I’m the PI of a 4-year project (funded by the Israel Science Foundation) to study the public involvement of IT industry actors’ in contentious politics in Israel and the U.S.
If you’re a recent (or soon to be) PhD graduate with expertise in the computational social sciences, and interested in participating in this project as a post-doc fellow this Call (in Hebrew) might be for you.
Abstract:
This project will investigate the political power of the Information Technology (IT) industry. It will focus on the industry’s recent public interventions in contentious political debates deviating from the industry’s past reticence to participate in contentious politics. I will examine interventions’ mediated aspects, the ways they repurpose the networks that constitute this industry, and these interventions’ consequences – some of them unintended – not only for the political arena but also for the IT industry as an intervenor.
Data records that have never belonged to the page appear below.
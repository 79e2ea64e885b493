//! Provider configuration

use std::collections::HashMap;

use carina_lambda_core::extract;
use carina_lambda_core::{ProviderError, ProviderResult, Value};

use crate::utils::normalize_region;

/// Configuration for the Lambda provider
#[derive(Debug, Clone, Default, PartialEq)]
pub struct ProviderConfig {
    /// AWS region in SDK form (e.g., "ap-northeast-1")
    pub region: String,
    /// Endpoint override, for local emulators
    pub endpoint_url: Option<String>,
    /// Tags applied to every taggable resource
    pub default_tags: HashMap<String, String>,
}

impl ProviderConfig {
    pub fn new(region: &str) -> Self {
        Self {
            region: normalize_region(region),
            ..Default::default()
        }
    }

    /// Build from the provider block's attributes
    pub fn from_value(attributes: &Value) -> ProviderResult<Self> {
        let config = AttributeReader(attributes);

        let region = config
            .get_string("region")
            .ok_or_else(|| ProviderError::configuration("Missing required attribute: region"))?;
        if region.is_empty() {
            return Err(ProviderError::configuration("region must not be empty"));
        }

        let default_tags = match attributes.get("default_tags") {
            None => HashMap::new(),
            Some(tags @ Value::Map(_)) => extract::string_map(tags),
            Some(other) => {
                return Err(ProviderError::configuration(format!(
                    "default_tags must be a map, got {}",
                    other.kind()
                )));
            }
        };

        Ok(Self {
            region: normalize_region(region),
            endpoint_url: config.get_string("endpoint_url").map(str::to_string),
            default_tags,
        })
    }

    pub fn with_endpoint_url(mut self, endpoint_url: impl Into<String>) -> Self {
        self.endpoint_url = Some(endpoint_url.into());
        self
    }

    pub fn with_default_tag(mut self, key: impl Into<String>, value: impl Into<String>) -> Self {
        self.default_tags.insert(key.into(), value.into());
        self
    }
}

struct AttributeReader<'a>(&'a Value);

impl AttributeReader<'_> {
    /// Get a string attribute value
    fn get_string(&self, key: &str) -> Option<&str> {
        match self.0.get(key) {
            Some(Value::String(s)) => Some(s.as_str()),
            _ => None,
        }
    }
}

#[cfg(test)]
mod tests {
    use super::*;
    use serde_json::json;

    fn attributes(doc: serde_json::Value) -> Value {
        Value::from_json(&doc).unwrap()
    }

    #[test]
    fn test_from_value_normalizes_region() {
        let config = ProviderConfig::from_value(&attributes(json!({
            "region": "aws.Region.ap_northeast_1",
            "default_tags": {"env": "prod"}
        })))
        .unwrap();

        assert_eq!(config.region, "ap-northeast-1");
        assert_eq!(config.endpoint_url, None);
        assert_eq!(config.default_tags["env"], "prod");
    }

    #[test]
    fn test_from_value_with_endpoint() {
        let config = ProviderConfig::from_value(&attributes(json!({
            "region": "us-east-1",
            "endpoint_url": "http://localhost:4566"
        })))
        .unwrap();
        assert_eq!(
            config,
            ProviderConfig::new("us-east-1").with_endpoint_url("http://localhost:4566")
        );
    }

    #[test]
    fn test_from_value_requires_region() {
        let err = ProviderConfig::from_value(&attributes(json!({}))).unwrap_err();
        assert_eq!(
            err.to_string(),
            "Configuration error: Missing required attribute: region"
        );
    }

    #[test]
    fn test_from_value_rejects_non_map_tags() {
        let err = ProviderConfig::from_value(&attributes(json!({
            "region": "us-east-1",
            "default_tags": ["env"]
        })))
        .unwrap_err();
        assert!(matches!(err, ProviderError::Configuration(_)));
    }
}
//! Path - Addressing nodes inside a configuration tree
//!
//! Paths are rooted at `$`, use `.` for field descent and `[n]` for
//! sequence indexing:
//!
//! ```text
//! $.destinationConfig.onFailure.destination
//! $.filterCriteria.filters[0].pattern
//! $.filterCriteria.filters.0.pattern     (implicit indexing)
//! ```
//!
//! A path without the leading `$` (e.g. `description`) is treated as rooted.

use std::fmt;
use std::str::FromStr;

use thiserror::Error;

use crate::value::Value;

/// Errors for malformed path syntax
#[derive(Debug, Clone, PartialEq, Eq, Error)]
pub enum PathError {
    #[error("path is empty")]
    Empty,

    #[error("empty segment in path '{0}'")]
    EmptySegment(String),

    #[error("unclosed '[' in path '{0}'")]
    UnclosedBracket(String),

    #[error("invalid index '{index}' in path '{path}'")]
    InvalidIndex { path: String, index: String },

    #[error("unexpected character '{found}' in path '{path}'")]
    UnexpectedChar { path: String, found: char },
}

/// One step of a path
#[derive(Debug, Clone, PartialEq, Eq, Hash)]
pub enum Segment {
    /// Field of a map; an all-digit field also indexes a list
    Field(String),
    /// Explicit list index
    Index(usize),
}

impl Segment {
    /// Field name or index as written in a dotted path
    pub fn key(&self) -> String {
        match self {
            Segment::Field(name) => name.clone(),
            Segment::Index(i) => i.to_string(),
        }
    }

    fn matches(&self, other: &Segment) -> bool {
        self.key() == other.key()
    }

    fn step<'a>(&self, node: &'a Value) -> Option<&'a Value> {
        match (self, node) {
            (Segment::Field(name), Value::Map(fields)) => fields.get(name),
            (Segment::Field(name), Value::List(items)) => {
                name.parse::<usize>().ok().and_then(|i| items.get(i))
            }
            (Segment::Index(i), Value::List(items)) => items.get(*i),
            _ => None,
        }
    }
}

/// A parsed path expression
#[derive(Debug, Clone, PartialEq, Eq, Hash)]
pub struct Path {
    segments: Vec<Segment>,
}

impl Path {
    /// The root path `$`
    pub fn root() -> Self {
        Self {
            segments: Vec::new(),
        }
    }

    /// Parse a path expression
    pub fn parse(raw: &str) -> Result<Self, PathError> {
        let raw = raw.trim();
        if raw.is_empty() {
            return Err(PathError::Empty);
        }

        let body = match raw.strip_prefix('$') {
            Some("") => return Ok(Self::root()),
            Some(rest) => rest
                .strip_prefix('.')
                .or_else(|| rest.starts_with('[').then_some(rest))
                .ok_or_else(|| PathError::UnexpectedChar {
                    path: raw.to_string(),
                    found: rest.chars().next().unwrap_or('$'),
                })?,
            None => raw,
        };

        let mut segments = Vec::new();
        let mut field = String::new();
        let mut chars = body.chars().peekable();
        // Set after `]` so that `a[0].b` does not see an empty segment before `.b`
        let mut after_index = false;

        while let Some(c) = chars.next() {
            match c {
                '.' => {
                    if field.is_empty() && !after_index {
                        return Err(PathError::EmptySegment(raw.to_string()));
                    }
                    if !field.is_empty() {
                        segments.push(Segment::Field(std::mem::take(&mut field)));
                    }
                    after_index = false;
                }
                '[' => {
                    if !field.is_empty() {
                        segments.push(Segment::Field(std::mem::take(&mut field)));
                    }
                    let mut index = String::new();
                    loop {
                        match chars.next() {
                            Some(']') => break,
                            Some(d) => index.push(d),
                            None => return Err(PathError::UnclosedBracket(raw.to_string())),
                        }
                    }
                    let parsed = index.parse::<usize>().map_err(|_| PathError::InvalidIndex {
                        path: raw.to_string(),
                        index: index.clone(),
                    })?;
                    segments.push(Segment::Index(parsed));
                    after_index = true;
                }
                ']' => {
                    return Err(PathError::UnexpectedChar {
                        path: raw.to_string(),
                        found: ']',
                    });
                }
                other => {
                    if after_index {
                        return Err(PathError::UnexpectedChar {
                            path: raw.to_string(),
                            found: other,
                        });
                    }
                    field.push(other);
                }
            }
        }

        if !field.is_empty() {
            segments.push(Segment::Field(field));
        } else if !after_index {
            // Trailing '.' or a body that never produced a segment
            return Err(PathError::EmptySegment(raw.to_string()));
        }

        Ok(Self { segments })
    }

    /// Parse a path literal written in source code.
    ///
    /// # Panics
    ///
    /// Panics if `raw` is not a well-formed path. Literals are fixed at
    /// compile time and covered by tests, so a malformed one is a bug.
    pub fn literal(raw: &'static str) -> Self {
        match Self::parse(raw) {
            Ok(path) => path,
            Err(e) => panic!("invalid path literal '{}': {}", raw, e),
        }
    }

    /// Build a path from plain field names
    pub fn from_fields<I, S>(fields: I) -> Self
    where
        I: IntoIterator<Item = S>,
        S: Into<String>,
    {
        Self {
            segments: fields
                .into_iter()
                .map(|f| Segment::Field(f.into()))
                .collect(),
        }
    }

    pub fn segments(&self) -> &[Segment] {
        &self.segments
    }

    pub fn is_root(&self) -> bool {
        self.segments.is_empty()
    }

    /// Path extended by one field
    pub fn child(&self, field: impl Into<String>) -> Path {
        let mut segments = self.segments.clone();
        segments.push(Segment::Field(field.into()));
        Self { segments }
    }

    /// First segment, i.e. the top-level field this path lives under
    pub fn head(&self) -> Option<&Segment> {
        self.segments.first()
    }

    /// Whether `prefix` addresses this path or one of its ancestors
    pub fn starts_with(&self, prefix: &Path) -> bool {
        prefix.segments.len() <= self.segments.len()
            && prefix
                .segments
                .iter()
                .zip(&self.segments)
                .all(|(a, b)| a.matches(b))
    }

    /// Whether one of the two paths contains the other
    pub fn overlaps(&self, other: &Path) -> bool {
        self.starts_with(other) || other.starts_with(self)
    }

    /// Resolve this path against `root`.
    ///
    /// Returns `None` when any prefix is missing or has the wrong variant.
    pub fn resolve<'a>(&self, root: &'a Value) -> Option<&'a Value> {
        self.segments
            .iter()
            .try_fold(root, |node, segment| segment.step(node))
    }
}

impl fmt::Display for Path {
    fn fmt(&self, f: &mut fmt::Formatter<'_>) -> fmt::Result {
        write!(f, "$")?;
        for segment in &self.segments {
            match segment {
                Segment::Field(name) => write!(f, ".{}", name)?,
                Segment::Index(i) => write!(f, "[{}]", i)?,
            }
        }
        Ok(())
    }
}

impl FromStr for Path {
    type Err = PathError;

    fn from_str(s: &str) -> Result<Self, Self::Err> {
        Self::parse(s)
    }
}

/// Resolve `path` against `root`, reporting presence alongside the node
pub fn resolve<'a>(path: &Path, root: &'a Value) -> (Option<&'a Value>, bool) {
    let node = path.resolve(root);
    (node, node.is_some())
}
Recent examples of the industry’s overt political interventions in contentious political struggles include those initiated by workers to constrain IT firms’ business practices that impact, in turn, politically contentious issues. Other interventions involve various actors affiliated with the industry including workers, executives, entrepreneurs, and executives to oppose government policy. In Israel, such interventions emerged around the 2023 attempted judicial reform (or coup) initiated by the government and opposed by various IT industry actors, while in the U.S., IT industry interventions occurred around Donald Trump’s first presidency in relation to law enforcement, the military and surveillance as well as immigration policy. I intend to examine additional potential interventions emerging in 2024-2027.
In this project, I propose studying the nature of collective action in the general civic arena by actors related to an industry that celebrates individual action in pursuit of economic success. I will analyze the discourse and practices of full-time employees of IT firms, executives and investors in Israel and the U.S. as they repurpose mediated networks that are often designed for individual promotion rather than collective action, as well as the inter-personal networks in which they are embedded within the IT industry. I wish to ask how technology workers and employees perceive these forms of action and the consequences they have for the networks in which they are embedded – virtual, interpersonal, and organizational. I will consider these interventions’ symbolic dimension as messages circulate inter-textually and transmedially across platforms, physical spaces, and legislatures. I will consider not only how such industrial interventions shape politics but also how intervention re-shapes the industry itself – the intervenor – in unintentional ways deepening our understanding of public interventions. To analyze these phenomena, I will interview IT industry personnel occupying varied positions within the industry and in relation to the interventions, for and against them. I will triangulate these interviews with an interpretive – dramaturgical and critically discursive – analysis of intervention-affiliated social media discourse, public statements, official testimony, and computationally analyze these texts, as a means of better understanding the ways the industry maintains and projects its power in unstable democracies. Preliminary data collection and analysis identified the prominence of the entrepreneur as a heroic political figure and the possibility that interventions strain internal organizational networks.